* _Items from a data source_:
.....

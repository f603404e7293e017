//! `MatcherKindHolder` - a matcher kind as it appears inside a config record.
//!
//! # States
//!
//! | State | How it is reached | Usable |
//! |-------|-------------------|--------|
//! | Unset | [`Default`], [`MatcherKindHolder::unset`], or a failed decode from Unset | no |
//! | Resolved | [`MatcherKindHolder::new`], or a successful [`decode`](MatcherKindHolder::decode) | yes |
//!
//! There is no way back to Unset, and a Resolved holder is never decoded again.
//! Every accessor that needs a kind returns [`KindError::Unresolved`] while Unset,
//! so a record that skipped or failed decoding cannot leak a made-up kind.

use std::fmt;

use serde::de::{self, Visitor};
use serde::ser::Error as _;
use serde::{Deserialize, Deserializer, Serialize, Serializer};

use crate::{parse_kind, KindError, MatcherKind, SchemaDescriptor};

/// Holds the kind of one matcher inside a configuration record.
///
/// Serializes as the canonical name, never the numeric code:
///
/// ```
/// use matcher_kinds::{MatcherKind, MatcherKindHolder};
///
/// let holder = MatcherKindHolder::new(MatcherKind::Regex);
/// assert_eq!(serde_json::to_string(&holder).unwrap(), "\"regex\"");
/// ```
#[derive(Debug, Clone, Copy, Default, PartialEq, Eq, Hash)]
pub struct MatcherKindHolder {
    kind: Option<MatcherKind>,
}

impl MatcherKindHolder {
    /// A Resolved holder for a known kind.
    #[must_use]
    pub const fn new(kind: MatcherKind) -> Self {
        Self { kind: Some(kind) }
    }

    /// An Unset holder, waiting for [`decode`](Self::decode).
    #[must_use]
    pub const fn unset() -> Self {
        Self { kind: None }
    }

    /// Whether a kind has been set.
    #[must_use]
    pub const fn is_resolved(&self) -> bool {
        self.kind.is_some()
    }

    /// The held kind.
    ///
    /// # Errors
    ///
    /// Returns [`KindError::Unresolved`] while Unset.
    pub const fn kind(&self) -> Result<MatcherKind, KindError> {
        match self.kind {
            Some(kind) => Ok(kind),
            None => Err(KindError::Unresolved),
        }
    }

    /// Canonical name of the held kind.
    ///
    /// # Errors
    ///
    /// Returns [`KindError::Unresolved`] while Unset.
    pub fn as_str(&self) -> Result<&'static str, KindError> {
        self.kind().map(MatcherKind::as_str)
    }

    /// Resolve this holder from a scalar config literal.
    ///
    /// On failure the parser's error comes back as is and the holder keeps
    /// whatever state it had.
    ///
    /// # Errors
    ///
    /// - [`KindError::AlreadyResolved`] if the holder already carries a kind
    /// - [`KindError::InvalidKindLiteral`] if `raw` names no kind
    pub fn decode(&mut self, raw: &str) -> Result<MatcherKind, KindError> {
        if let Some(kind) = self.kind {
            return Err(KindError::AlreadyResolved { kind });
        }
        let kind = parse_kind(raw)?;
        tracing::trace!(%kind, "matcher type resolved");
        self.kind = Some(kind);
        Ok(kind)
    }

    /// Schema metadata for this field type. See [`SchemaDescriptor`].
    #[must_use]
    pub fn schema_descriptor() -> SchemaDescriptor {
        SchemaDescriptor::matcher_kind()
    }
}

impl From<MatcherKind> for MatcherKindHolder {
    fn from(kind: MatcherKind) -> Self {
        Self::new(kind)
    }
}

impl TryFrom<MatcherKindHolder> for MatcherKind {
    type Error = KindError;

    fn try_from(holder: MatcherKindHolder) -> Result<Self, Self::Error> {
        holder.kind()
    }
}

impl fmt::Display for MatcherKindHolder {
    fn fmt(&self, f: &mut fmt::Formatter<'_>) -> fmt::Result {
        match self.kind {
            Some(kind) => f.write_str(kind.as_str()),
            None => f.write_str("<unset>"),
        }
    }
}

// ═══════════════════════════════════════════════════════════════════════════════
// Serde
// ═══════════════════════════════════════════════════════════════════════════════

impl Serialize for MatcherKindHolder {
    fn serialize<S: Serializer>(&self, serializer: S) -> Result<S::Ok, S::Error> {
        let name = self.as_str().map_err(S::Error::custom)?;
        serializer.serialize_str(name)
    }
}

impl<'de> Deserialize<'de> for MatcherKindHolder {
    fn deserialize<D: Deserializer<'de>>(deserializer: D) -> Result<Self, D::Error> {
        deserializer.deserialize_str(HolderVisitor)
    }
}

struct HolderVisitor;

impl Visitor<'_> for HolderVisitor {
    type Value = MatcherKindHolder;

    fn expecting(&self, f: &mut fmt::Formatter<'_>) -> fmt::Result {
        f.write_str("a matcher type name as a string")
    }

    fn visit_str<E: de::Error>(self, v: &str) -> Result<Self::Value, E> {
        let mut holder = MatcherKindHolder::unset();
        holder.decode(v).map_err(E::custom)?;
        Ok(holder)
    }
}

.....

* _ABOUT THIS TASK_:
Reproduce each of the records word for word.

* _ANSWER TO THIS PROBLEM_:
repository f603404e7293e017
//! `MatcherKindHolder` - a matcher kind as it appears inside a config record.
//!
//! # States
//!
//! | State | How it is reached | Usable |
//! |-------|-------------------|--------|
//! | Unset | [`Default`], [`MatcherKindHolder::unset`], or a failed decode from Unset | no |
//! | Resolved | [`MatcherKindHolder::new`], or a successful [`decode`](MatcherKindHolder::decode) | yes |
//!
//! There is no way back to Unset, and a Resolved holder is never decoded again.
//! Every accessor that needs a kind returns [`KindError::Unresolved`] while Unset,
//! so a record that skipped or failed decoding cannot leak a made-up kind.

use std::fmt;

use serde::de::{self, Visitor};
use serde::ser::Error as _;
use serde::{Deserialize, Deserializer, Serialize, Serializer};

use crate::{parse_kind, KindError, MatcherKind, SchemaDescriptor};

/// Holds the kind of one matcher inside a configuration record.
///
/// Serializes as the canonical name, never the numeric code:
///
/// ```
/// use matcher_kinds::{MatcherKind, MatcherKindHolder};
///
/// let holder = MatcherKindHolder::new(MatcherKind::Regex);
/// assert_eq!(serde_json::to_string(&holder).unwrap(), "\"regex\"");
/// ```
#[derive(Debug, Clone, Copy, Default, PartialEq, Eq, Hash)]
pub struct MatcherKindHolder {
    kind: Option<MatcherKind>,
}

impl MatcherKindHolder {
    /// A Resolved holder for a known kind.
    #[must_use]
    pub const fn new(kind: MatcherKind) -> Self {
        Self { kind: Some(kind) }
    }

    /// An Unset holder, waiting for [`decode`](Self::decode).
    #[must_use]
    pub const fn unset() -> Self {
        Self { kind: None }
    }

    /// Whether a kind has been set.
    #[must_use]
    pub const fn is_resolved(&self) -> bool {
        self.kind.is_some()
    }

    /// The held kind.
    ///
    /// # Errors
    ///
    /// Returns [`KindError::Unresolved`] while Unset.
    pub const fn kind(&self) -> Result<MatcherKind, KindError> {
        match self.kind {
            Some(kind) => Ok(kind),
            None => Err(KindError::Unresolved),
        }
    }

    /// Canonical name of the held kind.
    ///
    /// # Errors
    ///
    /// Returns [`KindError::Unresolved`] while Unset.
    pub fn as_str(&self) -> Result<&'static str, KindError> {
        self.kind().map(MatcherKind::as_str)
    }

    /// Resolve this holder from a scalar config literal.
    ///
    /// On failure the parser's error comes back as is and the holder keeps
    /// whatever state it had.
    ///
    /// # Errors
    ///
    /// - [`KindError::AlreadyResolved`] if the holder already carries a kind
    /// - [`KindError::InvalidKindLiteral`] if `raw` names no kind
    pub fn decode(&mut self, raw: &str) -> Result<MatcherKind, KindError> {
        if let Some(kind) = self.kind {
            return Err(KindError::AlreadyResolved { kind });
        }
        let kind = parse_kind(raw)?;
        tracing::trace!(%kind, "matcher type resolved");
        self.kind = Some(kind);
        Ok(kind)
    }

    /// Schema metadata for this field type. See [`SchemaDescriptor`].
    #[must_use]
    pub fn schema_descriptor() -> SchemaDescriptor {
        SchemaDescriptor::matcher_kind()
    }
}

impl From<MatcherKind> for MatcherKindHolder {
    fn from(kind: MatcherKind) -> Self {
        Self::new(kind)
    }
}

impl TryFrom<MatcherKindHolder> for MatcherKind {
    type Error = KindError;

    fn try_from(holder: MatcherKindHolder) -> Result<Self, Self::Error> {
        holder.kind()
    }
}

impl fmt::Display for MatcherKindHolder {
    fn fmt(&self, f: &mut fmt::Formatter<'_>) -> fmt::Result {
        match self.kind {
            Some(kind) => f.write_str(kind.as_str()),
            None => f.write_str("<unset>"),
        }
    }
}

// ═══════════════════════════════════════════════════════════════════════════════
// Serde
// ═══════════════════════════════════════════════════════════════════════════════

impl Serialize for MatcherKindHolder {
    fn serialize<S: Serializer>(&self, serializer: S) -> Result<S::Ok, S::Error> {
        let name = self.as_str().map_err(S::Error::custom)?;
        serializer.serialize_str(name)
    }
}

impl<'de> Deserialize<'de> for MatcherKindHolder {
    fn deserialize<D: Deserializer<'de>>(deserializer: D) -> Result<Self, D::Error> {
        deserializer.deserialize_str(HolderVisitor)
    }
}

struct HolderVisitor;

impl Visitor<'_> for HolderVisitor {
    type Value = MatcherKindHolder;

    fn expecting(&self, f: &mut fmt::Formatter<'_>) -> fmt::Result {
        f.write_str("a matcher type name as a string")
    }

    fn visit_str<E: de::Error>(self, v: &str) -> Result<Self::Value, E> {
        let mut holder = MatcherKindHolder::unset();
        holder.decode(v).map_err(E::custom)?;
        Ok(holder)
    }
}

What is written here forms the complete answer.